Of course, the middle managers often think they know everything, and that they could run the company themselves...no clue as to what the CEO may know about the greater picture.

People who work in a larger world, at a higher level, often do things that others can't fathom. International banking for example, is completely different than what most of us are aware of. they make money doing things that seem rediculous to others...trading currencies, billions at a time on margin, playing fractional changes...

Canada is a big place, different provinces have different rules and opportunities, none of them are the same. When some provinces boom, others bust. Some seem to have better tenants than others. Some provinces are very tenant friendly, others aren't. Then there are those who invest internationally...say places like Phoenix, Las Vegas, etc. All of which have made tremendous returns for people who bought in at the right time.

I've had a tenant do major work at their own expense, it's not common, but not impossible. I've had lots of good tenants, I've had my share of bad ones too. The longest I've had to battle was about a month and a half after serving an eviction to regain my property. I've had places trashed, but not often. Most of my places are usually a quick day or two of fix/cleaning. 

So far, I've managed to avoid the real nightmare tenants, probably due to my experience and a bit of luck. There is always luck in business and life, some of it good, some of it bad. 

Of course, if you go into a situation with a negative bias, instead of looking for opportunities, I'm sure you'll manage to prove yourself right. If you don't find what you want at home, you have to look elsewhere.

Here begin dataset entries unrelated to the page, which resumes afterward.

#![allow(dead_code)]

use axum::body::Body;
use axum::http::{Request, StatusCode};
use edudesk::router::init_router;
use edudesk::state::AppState;
use http_body_util::BodyExt;
use serde_json::Value;
use sqlx::PgPool;
use tower::ServiceExt;
use uuid::Uuid;

pub fn setup_test_app(pool: PgPool) -> axum::Router {
    dotenvy::dotenv().ok();
    init_router(AppState::new(pool))
}

/// Sends a request through a fresh router and returns status plus JSON body
/// (`Value::Null` for empty bodies).
pub async fn send(
    pool: &PgPool,
    method: &str,
    uri: &str,
    body: Option<Value>,
) -> (StatusCode, Value) {
    let app = setup_test_app(pool.clone());
    let builder = Request::builder().method(method).uri(uri);
    let request = match body {
        Some(json) => builder
            .header("content-type", "application/json")
            .body(Body::from(serde_json::to_string(&json).unwrap()))
            .unwrap(),
        None => builder.body(Body::empty()).unwrap(),
    };

    let response = app.oneshot(request).await.unwrap();
    let status = response.status();
    let bytes = response.into_body().collect().await.unwrap().to_bytes();
    let json = if bytes.is_empty() {
        Value::Null
    } else {
        serde_json::from_slice(&bytes).unwrap()
    };
    (status, json)
}

/// Reads a decimal amount serialized as a string or number.
pub fn amount(value: &Value) -> f64 {
    match value {
        Value::String(s) => s.parse().unwrap(),
        Value::Number(n) => n.as_f64().unwrap(),
        other => panic!("not an amount: {}", other),
    }
}

pub fn id_of(value: &Value) -> Uuid {
    value["id"].as_str().unwrap().parse().unwrap()
}

pub fn unique(prefix: &str) -> String {
    format!("{}-{}", prefix, &Uuid::new_v4().simple().to_string()[..8])
}

pub async fn create_test_class(pool: &PgPool, name: &str) -> Uuid {
    sqlx::query_scalar("INSERT INTO classes (name) VALUES ($1) RETURNING id")
        .bind(name)
        .fetch_one(pool)
        .await
        .unwrap()
}

pub async fn create_test_section(pool: &PgPool, class_id: Uuid, name: &str) -> Uuid {
    sqlx::query_scalar("INSERT INTO sections (class_id, name) VALUES ($1, $2) RETURNING id")
        .bind(class_id)
        .bind(name)
        .fetch_one(pool)
        .await
        .unwrap()
}

pub async fn create_test_teacher(pool: &PgPool, first_name: &str) -> Uuid {
    sqlx::query_scalar(
        r#"INSERT INTO teachers (first_name, last_name, email)
           VALUES ($1, 'Teacher', $2)
           RETURNING id"#,
    )
    .bind(first_name)
    .bind(format!("{}@school.test", unique(first_name).to_lowercase()))
    .fetch_one(pool)
    .await
    .unwrap()
}

pub async fn create_test_subject(pool: &PgPool, name: &str) -> Uuid {
    sqlx::query_scalar("INSERT INTO subjects (name, code) VALUES ($1, $2) RETURNING id")
        .bind(name)
        .bind(unique("SUB"))
        .fetch_one(pool)
        .await
        .unwrap()
}

pub async fn create_test_period(
    pool: &PgPool,
    name: &str,
    start: &str,
    end: &str,
    sort_order: i32,
) -> Uuid {
    sqlx::query_scalar(
        r#"INSERT INTO periods (name, start_time, end_time, sort_order)
           VALUES ($1, $2::time, $3::time, $4)
           RETURNING id"#,
    )
    .bind(name)
    .bind(start)
    .bind(end)
    .bind(sort_order)
    .fetch_one(pool)
    .await
    .unwrap()
}

pub async fn create_test_bus(pool: &PgPool, bus_number: &str) -> Uuid {
    sqlx::query_scalar(
        "INSERT INTO buses (bus_number, route_name) VALUES ($1, 'North Loop') RETURNING id",
    )
    .bind(bus_number)
    .fetch_one(pool)
    .await
    .unwrap()
}

pub async fn create_test_student(
    pool: &PgPool,
    admission_number: &str,
    class_id: Option<Uuid>,
    section_id: Option<Uuid>,
    bus_id: Option<Uuid>,
) -> Uuid {
    sqlx::query_scalar(
        r#"INSERT INTO students (first_name, last_name, admission_number, class_id, section_id, bus_id)
           VALUES ('Ada', 'Lovelace', $1, $2, $3, $4)
           RETURNING id"#,
    )
    .bind(admission_number)
    .bind(class_id)
    .bind(section_id)
    .bind(bus_id)
    .fetch_one(pool)
    .await
    .unwrap()
}

/// A class with one section, a subject, two teachers and two periods.
pub struct TimetableFixture {
    pub class_id: Uuid,
    pub section_id: Uuid,
    pub subject_id: Uuid,
    pub teacher_id: Uuid,
    pub other_teacher_id: Uuid,
    pub first_period: Uuid,
    pub second_period: Uuid,
}

impl TimetableFixture {
    pub async fn create(pool: &PgPool) -> Self {
        let class_id = create_test_class(pool, &unique("Grade")).await;
        let section_id = create_test_section(pool, class_id, "A").await;
        Self {
            class_id,
            section_id,
            subject_id: create_test_subject(pool, "Mathematics").await,
            teacher_id: create_test_teacher(pool, "Grace").await,
            other_teacher_id: create_test_teacher(pool, "Alan").await,
            first_period: create_test_period(pool, "First", "08:00:00", "08:45:00", 1).await,
            second_period: create_test_period(pool, "Second", "08:50:00", "09:35:00", 2).await,
        }
    }

    pub fn entry(&self, day: &str, period_id: Uuid, teacher_id: Uuid) -> Value {
        serde_json::json!({
            "day": day,
            "period_id": period_id,
            "class_id": self.class_id,
            "section_id": self.section_id,
            "subject_id": self.subject_id,
            "teacher_id": teacher_id,
        })
    }
}
//! Fee arithmetic.
//!
//! `subtotal = Σ items`, `total = subtotal − discount`, `remaining = total − paid`.
//! All amounts are kept to cents and bounded by what a `NUMERIC(12,2)`
//! column holds.

use std::fmt;

use rust_decimal::Decimal;
use serde::Serialize;
use utoipa::ToSchema;

use super::FeeStatus;

#[derive(Debug, Clone, PartialEq, Eq)]
pub enum FeeError {
    NegativeAmount(&'static str),
    AmountTooLarge(&'static str),
    DiscountExceedsSubtotal { discount: Decimal, subtotal: Decimal },
    Overpaid { paid: Decimal, total: Decimal },
    NonPositivePayment(Decimal),
    PaymentExceedsBalance { amount: Decimal, remaining: Decimal },
}

impl fmt::Display for FeeError {
    fn fmt(&self, f: &mut fmt::Formatter<'_>) -> fmt::Result {
        match self {
            FeeError::NegativeAmount(field) => write!(f, "{} cannot be negative", field),
            FeeError::AmountTooLarge(field) => {
                write!(f, "{} cannot exceed {}", field, max_amount())
            }
            FeeError::DiscountExceedsSubtotal { discount, subtotal } => write!(
                f,
                "Discount {} exceeds the fee subtotal {}",
                discount, subtotal
            ),
            FeeError::Overpaid { paid, total } => {
                write!(f, "Amount paid {} exceeds the fee total {}", paid, total)
            }
            FeeError::NonPositivePayment(amount) => {
                write!(f, "Payment amount must be greater than zero, got {}", amount)
            }
            FeeError::PaymentExceedsBalance { amount, remaining } => write!(
                f,
                "Payment of {} exceeds the remaining balance {}",
                amount, remaining
            ),
        }
    }
}

impl std::error::Error for FeeError {}

#[derive(Debug, Clone, Copy, PartialEq, Eq, Serialize, ToSchema)]
pub struct FeeBreakdown {
    pub subtotal: Decimal,
    pub discount: Decimal,
    pub total: Decimal,
    pub paid: Decimal,
    pub remaining: Decimal,
    pub status: FeeStatus,
}

impl FeeBreakdown {
    pub fn compute<I>(amounts: I, discount: Decimal, paid: Decimal) -> Result<Self, FeeError>
    where
        I: IntoIterator<Item = Decimal>,
    {
        let mut subtotal = Decimal::ZERO;
        for amount in amounts {
            let amount = bounded(amount, "Item amount")?;
            subtotal = subtotal
                .checked_add(amount)
                .filter(|sum| *sum <= max_amount())
                .ok_or(FeeError::AmountTooLarge("Subtotal"))?;
        }
        let discount = bounded(discount, "Discount")?;
        let paid = bounded(paid, "Amount paid")?;

        if discount > subtotal {
            return Err(FeeError::DiscountExceedsSubtotal { discount, subtotal });
        }

        let total = subtotal - discount;
        if paid > total {
            return Err(FeeError::Overpaid { paid, total });
        }

        let remaining = total - paid;
        Ok(Self {
            subtotal,
            discount,
            total,
            paid,
            remaining,
            status: FeeStatus::from_amounts(total, paid),
        })
    }

    /// Breakdown after recording a payment against this fee.
    pub fn with_payment(&self, amount: Decimal) -> Result<Self, FeeError> {
        let amount = cents(amount);
        if amount <= Decimal::ZERO {
            return Err(FeeError::NonPositivePayment(amount));
        }
        if amount > self.remaining {
            return Err(FeeError::PaymentExceedsBalance {
                amount,
                remaining: self.remaining,
            });
        }
        let paid = self
            .paid
            .checked_add(amount)
            .ok_or(FeeError::AmountTooLarge("Amount paid"))?;
        self.repaid(paid)
    }

    /// Breakdown after a previously recorded payment is removed.
    pub fn without_payment(&self, amount: Decimal) -> Result<Self, FeeError> {
        let paid = self
            .paid
            .checked_sub(cents(amount))
            .filter(|paid| *paid >= Decimal::ZERO)
            .ok_or(FeeError::NegativeAmount("Amount paid"))?;
        self.repaid(paid)
    }

    fn repaid(&self, paid: Decimal) -> Result<Self, FeeError> {
        Self::compute([self.subtotal], self.discount, paid)
    }
}

fn cents(amount: Decimal) -> Decimal {
    amount.round_dp(2)
}

/// Largest amount a stored fee column accepts.
pub fn max_amount() -> Decimal {
    Decimal::new(999_999_999_999, 2)
}

/// Rounds to cents and checks `0 <= amount <= max_amount()`.
fn bounded(amount: Decimal, field: &'static str) -> Result<Decimal, FeeError> {
    if amount < Decimal::ZERO {
        return Err(FeeError::NegativeAmount(field));
    }
    let amount = cents(amount);
    if amount > max_amount() {
        return Err(FeeError::AmountTooLarge(field));
    }
    Ok(amount)
}
//! Fee payment models and DTOs.

use std::fmt;
use std::str::FromStr;

use chrono::{DateTime, Utc};
use edudesk_core::PaginationMeta;
use edudesk_core::PaginationParams;
use edudesk_core::serde::{deserialize_amount_or_zero, deserialize_optional_parsed};
use rust_decimal::Decimal;
use serde::{Deserialize, Serialize};
use sqlx::FromRow;
use utoipa::{IntoParams, ToSchema};
use validator::Validate;

use crate::fees::FeeSummary;
use crate::ids::{FeeId, PaymentId, StudentId};

#[derive(
    Debug, Clone, Copy, PartialEq, Eq, Hash, Default, Serialize, Deserialize, ToSchema, sqlx::Type,
)]
#[sqlx(type_name = "payment_method", rename_all = "snake_case")]
#[serde(rename_all = "snake_case")]
pub enum PaymentMethod {
    #[default]
    Cash,
    Card,
    BankTransfer,
    Online,
    Cheque,
}

impl PaymentMethod {
    pub fn as_str(&self) -> &'static str {
        match self {
            PaymentMethod::Cash => "cash",
            PaymentMethod::Card => "card",
            PaymentMethod::BankTransfer => "bank_transfer",
            PaymentMethod::Online => "online",
            PaymentMethod::Cheque => "cheque",
        }
    }
}

impl fmt::Display for PaymentMethod {
    fn fmt(&self, f: &mut fmt::Formatter<'_>) -> fmt::Result {
        f.write_str(self.as_str())
    }
}

impl FromStr for PaymentMethod {
    type Err = String;

    fn from_str(s: &str) -> Result<Self, Self::Err> {
        match s.trim().to_lowercase().as_str() {
            "cash" => Ok(PaymentMethod::Cash),
            "card" => Ok(PaymentMethod::Card),
            "bank_transfer" => Ok(PaymentMethod::BankTransfer),
            "online" => Ok(PaymentMethod::Online),
            "cheque" => Ok(PaymentMethod::Cheque),
            other => Err(format!("unknown payment method: {}", other)),
        }
    }
}

#[derive(Debug, Clone, Serialize, Deserialize, FromRow, ToSchema)]
pub struct Payment {
    pub id: PaymentId,
    pub fee_id: FeeId,
    pub amount: Decimal,
    pub method: PaymentMethod,
    pub reference: Option<String>,
    pub note: Option<String>,
    pub paid_at: DateTime<Utc>,
    #[sqlx(default)]
    pub student_id: Option<StudentId>,
    #[sqlx(default)]
    pub fee_title: Option<String>,
    pub created_at: DateTime<Utc>,
}

#[derive(Debug, Deserialize, Validate, ToSchema)]
pub struct CreatePaymentDto {
    pub fee_id: FeeId,
    /// Unparseable amounts count as zero and are rejected
    #[serde(default, deserialize_with = "deserialize_amount_or_zero")]
    #[schema(value_type = String, example = "150.00")]
    pub amount: Decimal,
    #[serde(default)]
    pub method: PaymentMethod,
    #[validate(length(max = 100))]
    pub reference: Option<String>,
    #[validate(length(max = 500))]
    pub note: Option<String>,
    /// Defaults to now
    pub paid_at: Option<DateTime<Utc>>,
}

/// A stored payment and the fee balance after it.
#[derive(Debug, Serialize, ToSchema)]
pub struct RecordedPayment {
    pub payment: Payment,
    pub fee: FeeSummary,
}

#[derive(Debug, Default, Deserialize, ToSchema, IntoParams)]
#[into_params(parameter_in = Query)]
pub struct PaymentFilterParams {
    #[serde(default, deserialize_with = "deserialize_optional_parsed")]
    pub fee_id: Option<FeeId>,
    #[serde(default, deserialize_with = "deserialize_optional_parsed")]
    pub student_id: Option<StudentId>,
    #[serde(default, deserialize_with = "deserialize_optional_parsed")]
    pub method: Option<PaymentMethod>,
    #[serde(flatten)]
    pub pagination: PaginationParams,
}

#[derive(Debug, Serialize, ToSchema)]
pub struct PaginatedPaymentsResponse {
    pub data: Vec<Payment>,
    pub meta: PaginationMeta,
}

Where I live strip malls are all but abandoned, or torn down for redevelopment...of course, I don't believe that applies to every place in the world, but I certainly wouldn't want to own one near where I live. Also, I'm sure calgary's commercial real estate is probably turning into a bit of a nightmare to the investors right now...two years ago, it was probably a cash cow. You need to know the area you're investing in, and know the macro trends as well, look for crisis as it usually spurs opportunities. For example, Calgary may be a good commercial opportunity in the next few years, if oils doesn't recover too soon. Combination of overpriced market, broken leases, bankruptcies...Get in near the bottom, when people are hurting and ride the wave to the top...

It's not a nice way to make money if you think about it, you're making money on other's suffering or mistakes, but then "ethical investing" hasn't really performed well over the years.

I'm sure "experts" out there will continue to deny there are opportunities out there, but that's fine. The world needs employees to work for people who make money.

Personally, I can't understand how she remains in business if all her clients are losing money hand over fist, with no way of ever being able to make money in such a terrible industry...

However, I know a lot of people who jump into real estate thinking it's an easy way to make money...it's not, it's work.


----------



## humble_pie (Jun 7, 2009)

.

guys the mere thought of owning a rental property gives me life-threatening allergies. What if i had a tenant who would lose his job or something worse would happen? right away i couldn't accept any rent money ... sob ... i'm one who supports shelters for at-risk youth & other homeless ...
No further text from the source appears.